*Provided records:*
——————————
pub use crate::config::*;

use crate::key::normalize;
use crate::{run_join, JoinOutcome};

use serde_json::Map as JSMap;

/// A builder for adding records and joining them with geometries.
///
/// ```
/// pub use precinct_join::builder::Builder;
/// pub use precinct_join::{GeometryFeature, JoinRules};
/// # use precinct_join::JoinError;
/// use serde_json::json;
///
/// let mut builder = Builder::new(&JoinRules::DEFAULT_RULES)?
///     .categories(&[("DFL", "Harris"), ("R", "Trump")])?;
///
/// builder.add_record(3, "0007", "DFL", 450, 45.0, 1000)?;
/// builder.add_record(3, "0007", "R", 500, 50.0, 1000)?;
///
/// let props = json!({"CountyID": 3, "PrecinctID": "270030007"});
/// let feature = GeometryFeature::new(json!(null), props.as_object().unwrap().clone());
/// let outcome = builder.join(vec![feature])?;
/// assert_eq!(outcome.collection.features[0].total(), Some(1000));
///
/// # Ok::<(), JoinError>(())
/// ```
pub struct Builder {
    pub(crate) _rules: JoinRules,
    pub(crate) _categories: Vec<Category>,
    pub(crate) _fields: FeatureFields,
    pub(crate) _records: Vec<VoteRecord>,
}

impl Builder {
    pub fn new(rules: &JoinRules) -> Result<Builder, JoinError> {
        Ok(Builder {
            _rules: rules.clone(),
            _categories: Vec::new(),
            _fields: FeatureFields::default(),
            _records: Vec::new(),
        })
    }

    /// Sets the compared categories, as (code, label) pairs. The first one is
    /// the leading category.
    ///
    /// Fails if the list is empty, or if a code or a label is repeated.
    pub fn categories(self, cats: &[(&str, &str)]) -> Result<Builder, JoinError> {
        let categories: Vec<Category> = cats
            .iter()
            .map(|(code, label)| Category::new(code, label))
            .collect();
        validate_categories(&categories)?;
        Ok(Builder {
            _categories: categories,
            ..self
        })
    }

    pub fn fields(self, fields: FeatureFields) -> Builder {
        Builder {
            _fields: fields,
            ..self
        }
    }

    /// Adds a record.
    ///
    /// The identifiers are checked immediately, so that a malformed record is
    /// reported where it is added.
    pub fn add_record(
        &mut self,
        county_id: i64,
        precinct_id: &str,
        category: &str,
        votes: u64,
        percentage: f64,
        total: u64,
    ) -> Result<(), JoinError> {
        self.add_record_2(&VoteRecord {
            county_id,
            precinct_id: precinct_id.to_string(),
            category: category.to_string(),
            votes,
            percentage,
            total,
        })
    }

    pub fn add_record_2(&mut self, record: &VoteRecord) -> Result<(), JoinError> {
        normalize(record.county_id, &record.precinct_id)?;
        self._records.push(record.clone());
        Ok(())
    }

    /// Runs the join over the records added so far.
    pub fn join(&self, features: Vec<GeometryFeature>) -> Result<JoinOutcome, JoinError> {
        run_join(
            &self._records,
            features,
            JSMap::new(),
            &self._categories,
            &self._rules,
            &self._fields,
        )
    }
}

#[cfg(test)]
mod tests {
    use super::*;
    use serde_json::json;

    #[test]
    fn builder_rejects_malformed_records_early() {
        let mut builder = Builder::new(&JoinRules::DEFAULT_RULES).unwrap();
        assert!(builder.add_record(3, "07", "DFL", 1, 50.0, 2).is_err());
        assert!(builder._records.is_empty());
    }

    #[test]
    fn builder_rejects_bad_categories() {
        let builder = || Builder::new(&JoinRules::DEFAULT_RULES).unwrap();
        assert!(builder().categories(&[]).is_err());
        // The second label would overwrite the HarrisVotes field.
        match builder().categories(&[("DFL", "Harris"), ("DFL2", "Harris")]) {
            Err(JoinError::InvalidCategories { reason }) => assert!(reason.contains("Harris")),
            _ => panic!("expected an error"),
        }
        assert!(builder()
            .categories(&[("DFL", "Harris"), ("DFL", "Walz")])
            .is_err());
    }

    #[test]
    fn builder_with_custom_fields() {
        let fields = FeatureFields {
            county_field: "COUNTYFIPS".to_string(),
            precinct_field: "VTD".to_string(),
            key_field: "Key".to_string(),
            strip_fields: vec!["VTD".to_string()],
        };
        let mut builder = Builder::new(&JoinRules::DEFAULT_RULES)
            .unwrap()
            .categories(&[("leading", "Lead"), ("trailing", "Trail")])
            .unwrap()
            .fields(fields);
        builder.add_record(1, "0002", "leading", 3, 60.0, 5).unwrap();
        builder.add_record(1, "0002", "trailing", 2, 40.0, 5).unwrap();
        let props = json!({"COUNTYFIPS": "01", "VTD": "2701-0002"});
        let f = GeometryFeature::new(json!(null), props.as_object().unwrap().clone());
        let outcome = builder.join(vec![f]).unwrap();
        let p = &outcome.collection.features[0].properties;
        assert_eq!(p["Key"], json!("010002"));
        assert_eq!(p["COUNTYFIPS"], json!("01"));
        assert!(!p.contains_key("VTD"));
        assert_eq!(p["LeadVotes"], json!(3));
        assert_eq!(p["TrailPerc"], json!(40.0));
    }
}
use log::{debug, info, warn};

use precinct_join::*;
use snafu::prelude::*;

use std::fs;
use std::path::Path;

use serde_json::Value as JSValue;
use text_diff::print_diff;

use crate::args::Args;
use crate::precinct::config_reader::*;
use crate::precinct::io_common::{resolve_path, write_output};

mod config_reader;
mod io_common;
mod io_geojson;
mod io_results;

#[derive(Debug, Snafu)]
pub enum MapError {
    #[snafu(display("Error opening file {path}"))]
    OpeningFile {
        source: std::io::Error,
        path: String,
    },
    #[snafu(display("Error writing file {path}"))]
    WritingFile {
        source: std::io::Error,
        path: String,
    },
    #[snafu(display("Error parsing the JSON file {path}"))]
    ParsingJson {
        source: serde_json::Error,
        path: String,
    },
    #[snafu(display("Error serializing the map"))]
    SerializingMap { source: serde_json::Error },
    #[snafu(display("{path} is not a GeoJSON feature collection: {reason}"))]
    NotAFeatureCollection { path: String, reason: String },
    #[snafu(display("Error reading line {lineno} of the results file"))]
    CsvLineParse { source: csv::Error, lineno: usize },
    #[snafu(display("Line {lineno} of the results file has {num_columns} columns, expected 16"))]
    CsvColumnCount { lineno: usize, num_columns: usize },
    #[snafu(display("Line {lineno}, column {column}: cannot read a number from {content:?}"))]
    CsvNumber {
        lineno: usize,
        column: usize,
        content: String,
    },
    #[snafu(display("Invalid value {value:?} for option {option}"))]
    InvalidConfig { option: String, value: String },
    #[snafu(display("Missing input: {name} (use --config or --{name})"))]
    MissingInput { name: String },
    #[snafu(display("The configuration file has no parent directory"))]
    MissingParentDir {},
    #[snafu(display("{source}"))]
    Join { source: JoinError },

    #[snafu(whatever, display("{message}"))]
    Whatever {
        message: String,
        #[snafu(source(from(Box<dyn std::error::Error>, Some)))]
        source: Option<Box<dyn std::error::Error>>,
    },
}

type MapResult<T> = Result<T, MapError>;
type BMapResult<T> = Result<T, Box<MapError>>;

/// Counts reported at the end of a run.
#[derive(Eq, PartialEq, Debug, Clone)]
pub struct RunSummary {
    pub num_records: usize,
    pub num_features: usize,
    pub num_annotated: usize,
    pub num_missing: usize,
    pub num_zero_total: usize,
    pub num_warnings: usize,
}

impl RunSummary {
    fn log(&self) {
        info!(
            "{} result rows, {} precincts read",
            self.num_records, self.num_features
        );
        info!("       {} precincts on the map", self.num_annotated);
        info!(
            "       {} precincts excluded: {} without a result, {} without votes",
            self.num_missing + self.num_zero_total,
            self.num_missing,
            self.num_zero_total
        );
        if self.num_warnings > 0 {
            warn!(
                "       {} precincts with inconsistent totals",
                self.num_warnings
            );
        }
    }
}

/// The fully resolved inputs of a run.
#[derive(PartialEq, Debug, Clone)]
struct RunPlan {
    config: MapConfig,
    results_path: String,
    geometry_path: String,
    out: Option<String>,
    rules: JoinRules,
}

fn make_plan(args: &Args) -> BMapResult<RunPlan> {
    let (config, results_path, geometry_path) = match &args.config {
        Some(config_path) => {
            let config = read_config(config_path)?;
            debug!("config: {:?}", config);
            let root = Path::new(config_path)
                .parent()
                .context(MissingParentDirSnafu {})?;
            let results_path = resolve_path(root, &config.results_source.file_path);
            let geometry_path = resolve_path(root, &config.geometry_source.file_path);
            let out = config
                .output_settings
                .output_file
                .as_ref()
                .map(|o| if o == "stdout" { o.clone() } else { resolve_path(root, o) });
            let mut config = config;
            config.output_settings.output_file = out;
            (config, results_path, geometry_path)
        }
        None => {
            let results_path = args.results.clone().context(MissingInputSnafu {
                name: "results",
            })?;
            let geometry_path = args.geometry.clone().context(MissingInputSnafu {
                name: "geometry",
            })?;
            (
                MapConfig::from_paths(&results_path, &geometry_path),
                results_path,
                geometry_path,
            )
        }
    };

    let mut rules = validate_rules(&config.rules)?;
    if let Some(p) = &args.exclusion_policy {
        rules.exclusion_policy = parse_exclusion_policy(p)?;
    }
    if let Some(p) = &args.duplicate_policy {
        rules.duplicate_policy = parse_duplicate_policy(p)?;
    }

    let mut config = config;
    if let Some(bins) = args.bins {
        let mut settings = config.color_scale.clone().unwrap_or_default();
        settings.bins = Some(bins);
        settings.thresholds = None;
        config.color_scale = Some(settings);
    }

    Ok(RunPlan {
        results_path: args.results.clone().unwrap_or(results_path),
        geometry_path: args.geometry.clone().unwrap_or(geometry_path),
        out: args
            .out
            .clone()
            .or_else(|| config.output_settings.output_file.clone()),
        rules,
        config,
    })
}

/// Runs the join and renders the map. Returns the rendered document.
fn build_map(
    plan: &RunPlan,
    records: &[VoteRecord],
    features: Vec<GeometryFeature>,
    metadata: serde_json::Map<String, JSValue>,
) -> BMapResult<(JSValue, RunSummary)> {
    let categories = plan.config.categories()?;
    let fields = plan.config.geometry_source.feature_fields();
    let scale = build_color_scale(&plan.config.color_scale)?;
    let num_features = features.len();

    let outcome = run_join(
        records,
        features,
        metadata,
        &categories,
        &plan.rules,
        &fields,
    )
    .context(JoinSnafu {})?;

    let (num_missing, num_zero_total) = outcome.exclusion_counts();
    let summary = RunSummary {
        num_records: records.len(),
        num_features,
        num_annotated: outcome.collection.features.len(),
        num_missing,
        num_zero_total,
        num_warnings: outcome.warnings.len(),
    };

    // The leading category drives the colors.
    let perc_field = categories[0].percentage_field();
    let style = |f: &GeometryFeature| style_feature(&scale, &perc_field, f);
    let renderer = StyledGeoJson {
        caption: plan.config.caption(&categories),
        scale: scale.clone(),
    };
    let tooltip = plan.config.tooltip(&categories);
    let js = renderer
        .render(&outcome.collection, &style, &tooltip)
        .context(JoinSnafu {})?;
    Ok((js, summary))
}

fn check_reference(reference_path: &str, pretty_js: &str) -> MapResult<()> {
    let reference = read_reference(reference_path)?;
    let pretty_js_ref = serde_json::to_string_pretty(&reference).context(SerializingMapSnafu {})?;
    if pretty_js_ref != pretty_js {
        warn!("Found differences with the reference map");
        print_diff(pretty_js_ref.as_str(), pretty_js, "\n");
        whatever!("Difference detected between the produced map and the reference map")
    }
    Ok(())
}

pub fn run_map(args: &Args) -> BMapResult<()> {
    let plan = make_plan(args)?;
    info!(
        "Contest: {}, rules: {:?}",
        plan.config.output_settings.contest_name, plan.rules
    );

    let records =
        io_results::read_results_file(&plan.results_path, &plan.config.results_source)?;
    let (features, metadata) = io_geojson::read_geometry_file(&plan.geometry_path)?;

    let (js, summary) = build_map(&plan, &records, features, metadata)?;
    summary.log();

    let pretty_js = serde_json::to_string_pretty(&js).context(SerializingMapSnafu {})?;

    // The reference map, if provided for comparison
    if let Some(reference_path) = &args.reference {
        check_reference(reference_path, &pretty_js)?;
    }

    match &plan.out {
        Some(out) => write_output(out, &pretty_js)?,
        None => info!("No output requested (use --out)"),
    }
    Ok(())
}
——————————
*Exercise objective:*
Begin at the first line of the material and transcribe each line exactly. End with the line containing "pub struct Builder", and give nothing else.

*Answer:*
pub use crate::config::*;

use crate::key::normalize;
use crate::{run_join, JoinOutcome};

use serde_json::Map as JSMap;

/// A builder for adding records and joining them with geometries.
///
/// ```
/// pub use precinct_join::builder::Builder;
/// pub use precinct_join::{GeometryFeature, JoinRules};
/// # use precinct_join::JoinError;
/// use serde_json::json;
///
/// let mut builder = Builder::new(&JoinRules::DEFAULT_RULES)?
///     .categories(&[("DFL", "Harris"), ("R", "Trump")])?;
///
/// builder.add_record(3, "0007", "DFL", 450, 45.0, 1000)?;
/// builder.add_record(3, "0007", "R", 500, 50.0, 1000)?;
///
/// let props = json!({"CountyID": 3, "PrecinctID": "270030007"});
/// let feature = GeometryFeature::new(json!(null), props.as_object().unwrap().clone());
/// let outcome = builder.join(vec![feature])?;
/// assert_eq!(outcome.collection.features[0].total(), Some(1000));
///
/// # Ok::<(), JoinError>(())
/// ```
pub struct Builder {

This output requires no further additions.